By Nick Bray, Staff Reporter
A lobster trap tag originating in Southport, Maine was recently found on a beach in Kerry, Ireland. The tag belonged to Coneth Murray, a lifelong lobsterman. Murray is the grandfather of Jess Murray, a senior at UMF.
Facebook has helped create a global lost and found, where objects which drift across the Atlantic ocean can be returned to their rightful owner with ease. The typical beachcomber might discover many artifacts from the fishing industry, and disregard them as they are so ubiquitous.
But Caroline Farrell wasn’t so quick to dismiss the common item when she came across the Mainer’s tag last month. Farrell was walking on Glenbeigh beach in Kerry with her boyfriend when they spotted the tag.
“My boyfriend does beachcombing from time to time,” Farrell said. “He has a keen eye and knows where to look for things on the beach.” Something orange caught Farrell’s eye, she picked it up and her boyfriend explained to her that it was a lobster trap tag. She immediately noticed the name Coneth Murray, printed on the tag. She was intrigued as her grandmother was a Murray and she wondered if there was any relation to this Murray.
Her boyfriend had found these tags in the past and recommended that Farrell post an image of the trap tag on the “Lost at Sea” Facebook group to find out if anyone had a connection to Coneth Murray. “Lost at Sea” is a page where people from across the world post images of things they find washed up on the beach. The group has over 6,000 members posting anything from messages in a bottle, to coins, fishing equipment, and unknown objects that users post in hopes of having the community identify the object.

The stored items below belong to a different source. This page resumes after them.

// SPDX-License-Identifier: BUSL-1.1
// Copyright (c) 2026 Alfred Jean LLC

//! Shared objects and the manager that creates them
//!
//! A [`Manager`] maps type tags to proxy kinds, creates objects in the store
//! and keeps a directory set of the handles it created. Proxies are
//! reference counted; see [`ProxyDescriptor`] for what crosses the wire.

mod dict;
mod list;
mod namespace;
mod proxy;
mod slice;
mod value;

use std::collections::HashMap;
use std::sync::{Arc, RwLock};

use cumulus_store::StoreExt;
use serde::{Deserialize, Serialize};

use crate::codec;
use crate::context::Context;
use crate::error::ProxyError;
use crate::id::Handle;
use proxy::ProxyCore;

pub use dict::DictProxy;
pub use list::ListProxy;
pub use namespace::NamespaceProxy;
pub use proxy::ProxyDescriptor;
pub use slice::Slice;
pub use value::ValueProxy;

/// The four shapes a shared object can take
#[derive(Debug, Clone, Copy, PartialEq, Eq, Hash, Serialize, Deserialize)]
#[serde(rename_all = "lowercase")]
pub enum ProxyKind {
    List,
    Dict,
    Namespace,
    Value,
}

impl ProxyKind {
    pub fn as_str(self) -> &'static str {
        match self {
            ProxyKind::List => "list",
            ProxyKind::Dict => "dict",
            ProxyKind::Namespace => "namespace",
            ProxyKind::Value => "value",
        }
    }

    pub(crate) fn ensure_matches(self, descriptor: &ProxyDescriptor) -> Result<(), ProxyError> {
        if descriptor.kind == self {
            Ok(())
        } else {
            Err(ProxyError::TypeMismatch {
                expected: self.as_str().to_string(),
                found: descriptor.type_tag.clone(),
            })
        }
    }
}

/// A proxy whose element types are only known at runtime
pub enum SharedObject {
    List(ListProxy<serde_json::Value>),
    Dict(DictProxy<serde_json::Value>),
    Namespace(NamespaceProxy),
    Value(ValueProxy<serde_json::Value>),
}

impl SharedObject {
    fn from_core(core: ProxyCore) -> Self {
        match core.descriptor().kind {
            ProxyKind::List => SharedObject::List(ListProxy::from_core(core)),
            ProxyKind::Dict => SharedObject::Dict(DictProxy::from_core(core)),
            ProxyKind::Namespace => SharedObject::Namespace(NamespaceProxy::from_core(core)),
            ProxyKind::Value => SharedObject::Value(ValueProxy::from_core(core)),
        }
    }

    fn into_core(self) -> ProxyCore {
        match self {
            SharedObject::List(p) => p.into_core(),
            SharedObject::Dict(p) => p.into_core(),
            SharedObject::Namespace(p) => p.into_core(),
            SharedObject::Value(p) => p.into_core(),
        }
    }

    pub fn kind(&self) -> ProxyKind {
        match self {
            SharedObject::List(_) => ProxyKind::List,
            SharedObject::Dict(_) => ProxyKind::Dict,
            SharedObject::Namespace(_) => ProxyKind::Namespace,
            SharedObject::Value(_) => ProxyKind::Value,
        }
    }

    pub fn descriptor(&self) -> ProxyDescriptor {
        match self {
            SharedObject::List(p) => p.descriptor(),
            SharedObject::Dict(p) => p.descriptor(),
            SharedObject::Namespace(p) => p.descriptor(),
            SharedObject::Value(p) => p.descriptor(),
        }
    }

    /// Narrow to a typed proxy; a mismatch drops this reference
    fn retype(self, kind: ProxyKind) -> Result<ProxyCore, ProxyError> {
        let core = self.into_core();
        kind.ensure_matches(core.descriptor())?;
        Ok(core)
    }

    pub fn into_list<T>(self) -> Result<ListProxy<T>, ProxyError> {
        Ok(ListProxy::from_core(self.retype(ProxyKind::List)?))
    }

    pub fn into_dict<V>(self) -> Result<DictProxy<V>, ProxyError> {
        Ok(DictProxy::from_core(self.retype(ProxyKind::Dict)?))
    }

    pub fn into_namespace(self) -> Result<NamespaceProxy, ProxyError> {
        Ok(NamespaceProxy::from_core(self.retype(ProxyKind::Namespace)?))
    }

    pub fn into_value<T>(self) -> Result<ValueProxy<T>, ProxyError> {
        Ok(ValueProxy::from_core(self.retype(ProxyKind::Value)?))
    }

    pub async fn release(self) -> Result<(), ProxyError> {
        self.into_core().release().await
    }
}

/// Serializable form of a [`Manager`]
#[derive(Debug, Clone, PartialEq, Eq, Serialize, Deserialize)]
pub struct ManagerDescriptor {
    pub directory: String,
}

/// Creates shared objects and tracks the ones it made
#[derive(Clone)]
pub struct Manager {
    ctx: Context,
    directory: String,
    registry: Arc<RwLock<HashMap<String, ProxyKind>>>,
}

fn builtin_registry() -> HashMap<String, ProxyKind> {
    [
        ("list", ProxyKind::List),
        ("dict", ProxyKind::Dict),
        ("Namespace", ProxyKind::Namespace),
        ("Value", ProxyKind::Value),
    ]
    .into_iter()
    .map(|(tag, kind)| (tag.to_string(), kind))
    .collect()
}

impl Manager {
    pub fn new(ctx: &Context) -> Self {
        Self::from_descriptor(
            ctx,
            ManagerDescriptor {
                directory: ctx.next_handle("manager").key("objects"),
            },
        )
    }

    /// A manager sharing another's directory; registrations stay local
    pub fn from_descriptor(ctx: &Context, descriptor: ManagerDescriptor) -> Self {
        Self {
            ctx: ctx.clone(),
            directory: descriptor.directory,
            registry: Arc::new(RwLock::new(builtin_registry())),
        }
    }

    pub fn descriptor(&self) -> ManagerDescriptor {
        ManagerDescriptor {
            directory: self.directory.clone(),
        }
    }

    /// Make `tag` create objects of `kind`
    pub fn register(&self, tag: impl Into<String>, kind: ProxyKind) {
        self.registry
            .write()
            .unwrap_or_else(|e| e.into_inner())
            .insert(tag.into(), kind);
    }

    /// Resolve a type tag; `Value(<typecode>)` resolves through `Value`
    pub fn kind_of(&self, tag: &str) -> Option<ProxyKind> {
        let registry = self.registry.read().unwrap_or_else(|e| e.into_inner());
        if let Some(kind) = registry.get(tag) {
            return Some(*kind);
        }
        if tag.starts_with("Value(") && tag.ends_with(')') {
            return registry.get("Value").copied();
        }
        None
    }

    async fn create_core(&self, tag: &str, kind: ProxyKind) -> Result<ProxyCore, ProxyError> {
        ProxyCore::create(&self.ctx, tag, kind, Some(&self.directory)).await
    }

    /// Create an empty object of the type registered under `tag`
    pub async fn create(&self, tag: &str) -> Result<SharedObject, ProxyError> {
        let kind = self
            .kind_of(tag)
            .ok_or_else(|| ProxyError::UnknownType(tag.to_string()))?;
        let core = self.create_core(tag, kind).await?;
        if kind == ProxyKind::Value {
            let null = codec::encode(&serde_json::Value::Null)?;
            self.ctx.store().set(core.key(), null).await?;
        }
        Ok(SharedObject::from_core(core))
    }

    /// Take a new reference on a described object
    pub async fn attach(&self, descriptor: ProxyDescriptor) -> Result<SharedObject, ProxyError> {
        let kind = self
            .kind_of(&descriptor.type_tag)
            .ok_or_else(|| ProxyError::UnknownType(descriptor.type_tag.clone()))?;
        kind.ensure_matches(&descriptor)?;
        Ok(SharedObject::from_core(
            ProxyCore::attach(&self.ctx, descriptor).await?,
        ))
    }

    pub async fn list<T>(&self) -> Result<ListProxy<T>, ProxyError> {
        Ok(ListProxy::from_core(
            self.create_core("list", ProxyKind::List).await?,
        ))
    }

    pub async fn list_from<T: Serialize>(&self, items: &[T]) -> Result<ListProxy<T>, ProxyError> {
        let list = self.list().await?;
        list.extend(items).await?;
        Ok(list)
    }

    pub async fn dict<V>(&self) -> Result<DictProxy<V>, ProxyError> {
        Ok(DictProxy::from_core(
            self.create_core("dict", ProxyKind::Dict).await?,
        ))
    }

    pub async fn dict_from<'a, V, I>(&self, entries: I) -> Result<DictProxy<V>, ProxyError>
    where
        V: Serialize + 'a,
        I: IntoIterator<Item = (&'a str, &'a V)>,
    {
        let dict = self.dict().await?;
        dict.update(entries).await?;
        Ok(dict)
    }

    pub async fn namespace(&self) -> Result<NamespaceProxy, ProxyError> {
        Ok(NamespaceProxy::from_core(
            self.create_core("Namespace", ProxyKind::Namespace).await?,
        ))
    }

    pub async fn value<T: Serialize>(
        &self,
        typecode: &str,
        initial: &T,
    ) -> Result<ValueProxy<T>, ProxyError> {
        let tag = format!("Value({})", typecode);
        let value = ValueProxy::from_core(self.create_core(&tag, ProxyKind::Value).await?);
        value.set(initial).await?;
        Ok(value)
    }

    /// Handles of live objects this manager's directory knows about
    pub async fn handles(&self) -> Result<Vec<Handle>, ProxyError> {
        let members = self.ctx.store().smembers(&self.directory).await?;
        Ok(members.into_iter().map(Handle::new).collect())
    }

    pub async fn object_count(&self) -> Result<u64, ProxyError> {
        Ok(self.handles().await?.len() as u64)
    }

    /// Delete every object in the directory, whatever its refcount
    ///
    /// Returns how many objects were removed. Proxies still alive afterwards
    /// fail with [`ProxyError::NoSuchObject`] on attach.
    pub async fn shutdown(&self) -> Result<u64, ProxyError> {
        let handles = self.handles().await?;
        let store = self.ctx.store();
        for handle in &handles {
            store
                .del(&[handle.to_string(), handle.key("refcount")])
                .await?;
        }
        store.del(&[self.directory.clone()]).await?;
        tracing::info!(
            directory = %self.directory,
            objects = handles.len(),
            "manager shut down"
        );
        Ok(handles.len() as u64)
    }
}

#[cfg(test)]
#[path = "manager_tests.rs"]
mod tests;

It was within hours of Farrell posting the trap tag that Jess Murray found it, and contacted Farrell. Murray’s cousin was a member of the “Lost at Sea” page and noticed Farrell’s post just hours earlier in the day. “I just clicked on her name and messaged her,” Murray said. Murray explained to Farrell that her grandfather stopped lobstering in 2001, and passed away in 2009. That means that the lobster tag was likely lost at sea for at least 16 years, if not longer.
Murray comes from a long line of lobstermen. Both her father and grandfather have been lifelong fisherman. “My grandfather lived and breathed lobstering,” Murray said. Coneth Murray was the captain and owner of the Donna Marie, the lobster boat he named after his wife. Murray’s family were very surprised to hear about this find. “My grandmother cried,” Murray said. Farrell said that she will be mailing the tag out as soon as she could and Murray will be receiving it soon.
Murray’s family is of Irish ancestry, and her parents plan on visiting Ireland this summer. They intend on visiting Glenbeigh beach where the tag was found, 2,700 miles away from Southport. The warm waters of the Gulf Stream current pass along the coast of the eastern United States, and crosses the Atlantic ocean becoming the North Atlantic current, eventually passing along the west coast of Ireland, where Glenbeigh beach is located. The tag likely become detached from Coneth Murray’s trap almost two decades ago, became lost at sea for some time, travelled with the current, resurfaced in Ireland, and is now returning to Maine after a very long journey.